5.小心地分开上下玻璃板,把胶移到Whatman 3MM纸上,盖上Saran®膜,再放上一层Whatman 3MM纸于Saran®膜上,置于凝胶干燥器上干燥。
6.用增感屏于-80℃,干凝胶X光片曝光6~15小时。
蛋白质与RNA的交联
l UV交联反应
1.在1.5ml微量离心管中加入下来反应物(X-RNA除外):
缓冲液IVT(20×) 0.75μl
叶绿体蛋白提取物(20μg) Lμl
缓冲液E Mμl
(L+M=7.5μl)
poly(U)(0.1mg/ml) 1μl
DEPC处理过的水 Xμl
X-RNA(约1.25fmol,每分钟计数100 000) Yμl
(X+Y=6.5μl)
总体积: 15.75μl
室温下放置5分钟,加入X-RNA,温和混合,短暂离心,将反应液从管壁上甩下来。
2.室温下放置10分钟。
3.小心地打开管盖,放至UV交联仪下,在工作功率1.8J(即刻度为2×9000)进行UV交联,如果没有UV交联仪,可在杀菌灯下150px照30分钟。
4.加入1μl 0.5mg/ml RNase A液,在37℃温育20分钟。
5.加入4μl×Laemmli样品缓冲液,在80~100℃下处理样品1分钟。
l 蛋白质的SDS-PAEG电泳分析
1.准备制胶装置,洗玻璃板,可选用450px×450px×2px玻璃板或200px×250px(微型凝胶)玻璃板。
2.制备13%丙稀酰胺分离胶溶液:
丙稀酰胺(30%)/双丙稀酰胺(0.8%) 8.7ml
H2O 8.8ml
分离胶缓冲液(8×) 2.5μl
APS(20%) 75μl
TEMED 30μl
3.制备浓缩胶溶液:
丙稀酰胺(30%)/双丙稀酰胺(0.8%) 1.3ml
H2O 3.9ml
浓缩胶缓冲液(4×) 1.8ml
APS(20%) 45μl
TEMED 10μl
4.在20mA直流下电走胶直至溴酚蓝到达胶的底部(2~3小时)。
5.小心分开玻璃板,把胶移入玻璃皿中,按下列程序银染蛋白。
l 阳性成像银染
按Merril等1984的方法,下述的步骤均在室温下进行。
1.在含有50%甲醇/12%冰乙酸的400ml水溶液中处理10分钟以固定凝胶。换用新溶液重复一次。
2.在含有10%甲醇/5%冰乙酸水溶液400ml中处理10分钟以漂洗凝胶。换用新溶液重复一次。

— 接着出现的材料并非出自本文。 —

use async_trait::async_trait;
use stockledger_core::{AppResult, TenantId};
use stockledger_domain::{AuditAction, GoodsReceipt, GoodsReceiptDraft, RecordId, RoleGrant};

/// One equality condition translated from a list request.
#[derive(Debug, Clone, PartialEq, Eq)]
pub struct EqualityFilter {
    /// Field logical name to compare (`id` addresses the record identifier).
    pub field_logical_name: String,
    /// Expected value, as received on the wire.
    pub value: String,
}

/// Relations a query asks storage to resolve alongside the record.
#[derive(Debug, Clone, Copy, Default, PartialEq, Eq)]
pub struct RelationIncludes {
    /// Join the linked user, when one is set.
    pub user: bool,
    /// Join the linked organization, when one is set.
    pub organization: bool,
}

/// Structured storage query produced by the query translator.
///
/// Only fields present in the request are translated; the tenant filter is
/// supplied separately by the authorization gate, never here. An absent
/// `limit` means the query is unbounded.
#[derive(Debug, Clone, Default, PartialEq, Eq)]
pub struct RecordQuery {
    /// Equality filters on whitelisted fields.
    pub filters: Vec<EqualityFilter>,
    /// Relations to resolve with the records.
    pub includes: RelationIncludes,
    /// Maximum rows returned; `None` passes through unbounded.
    pub limit: Option<usize>,
    /// Rows skipped for offset pagination.
    pub offset: usize,
}

/// Repository port for goods-receipt persistence.
///
/// Every method takes the tenant partition key explicitly; callers outside
/// the authorization gate go through [`crate::TenantRecordStore`] instead.
#[async_trait]
pub trait RecordRepository: Send + Sync {
    /// Lists records matching the query, scoped to one tenant.
    async fn list_records(
        &self,
        tenant_id: TenantId,
        query: RecordQuery,
    ) -> AppResult<Vec<GoodsReceipt>>;

    /// Finds a record by identifier within the tenant scope.
    async fn find_record(
        &self,
        tenant_id: TenantId,
        record_id: RecordId,
        includes: RelationIncludes,
    ) -> AppResult<Option<GoodsReceipt>>;

    /// Creates a record; storage assigns the identifier and both timestamps.
    async fn create_record(
        &self,
        tenant_id: TenantId,
        draft: GoodsReceiptDraft,
    ) -> AppResult<GoodsReceipt>;

    /// Replaces the mutable fields of a record; storage refreshes `updated_at`.
    ///
    /// Returns `None` when the identifier has no record in the tenant scope.
    async fn update_record(
        &self,
        tenant_id: TenantId,
        record_id: RecordId,
        draft: GoodsReceiptDraft,
    ) -> AppResult<Option<GoodsReceipt>>;

    /// Hard-deletes a record and returns it, or `None` when absent.
    async fn delete_record(
        &self,
        tenant_id: TenantId,
        record_id: RecordId,
    ) -> AppResult<Option<GoodsReceipt>>;
}

/// Repository port for role-grant lookups.
#[async_trait]
pub trait AuthorizationRepository: Send + Sync {
    /// Lists grants attached to any of the given roles in a tenant.
    async fn list_grants_for_roles(
        &self,
        tenant_id: TenantId,
        roles: &[String],
    ) -> AppResult<Vec<RoleGrant>>;
}

/// One audit log entry appended by record write paths.
#[derive(Debug, Clone, PartialEq, Eq)]
pub struct AuditEvent {
    /// Tenant the event belongs to.
    pub tenant_id: TenantId,
    /// Acting subject.
    pub subject: String,
    /// Stable action identifier.
    pub action: AuditAction,
    /// Entity logical name the record belongs to.
    pub entity_logical_name: String,
    /// Affected record identifier.
    pub record_id: String,
}

/// Repository port for the append-only audit log.
#[async_trait]
pub trait AuditRepository: Send + Sync {
    /// Appends one audit event.
    async fn append_event(&self, event: AuditEvent) -> AppResult<()>;
}

/// Selectable option for a foreign-key field in the entry form.
#[derive(Debug, Clone, PartialEq, Eq)]
pub struct DirectoryOption {
    /// Stable identifier stored in the foreign-key field.
    pub id: String,
    /// Human-readable label shown in the picker.
    pub label: String,
}

/// Repository port for tenant-scoped user and organization lookups.
#[async_trait]
pub trait DirectoryRepository: Send + Sync {
    /// Lists users in the tenant as picker options.
    async fn list_users(&self, tenant_id: TenantId) -> AppResult<Vec<DirectoryOption>>;

    /// Lists organizations in the tenant as picker options.
    async fn list_organizations(&self, tenant_id: TenantId) -> AppResult<Vec<DirectoryOption>>;
}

3.将胶浸入含3.4mmol/L重铬酸钾/3.2mmol/L硝酸200ml水溶液中15分钟。
4.将胶浸入含12mmol/L硝酸银的150ml水溶液中,放置15分钟。
5.用水漂洗3次。
6.在含有0.5ml 37%甲醛溶液的0.28mol/L碳酸钠150ml溶液中快速洗胶两次后,换上150ml新鲜溶液,让凝胶显像3~15分钟。
7.去掉显像剂,加入200ml 3%乙酸水溶液,放置5分钟终止显像。
8.用5%甘油200ml水溶液漂洗成像凝胶10分钟。
9.在约80℃凝胶干燥器上干燥成像凝胶,用增感屏-80℃对X光片曝光过夜。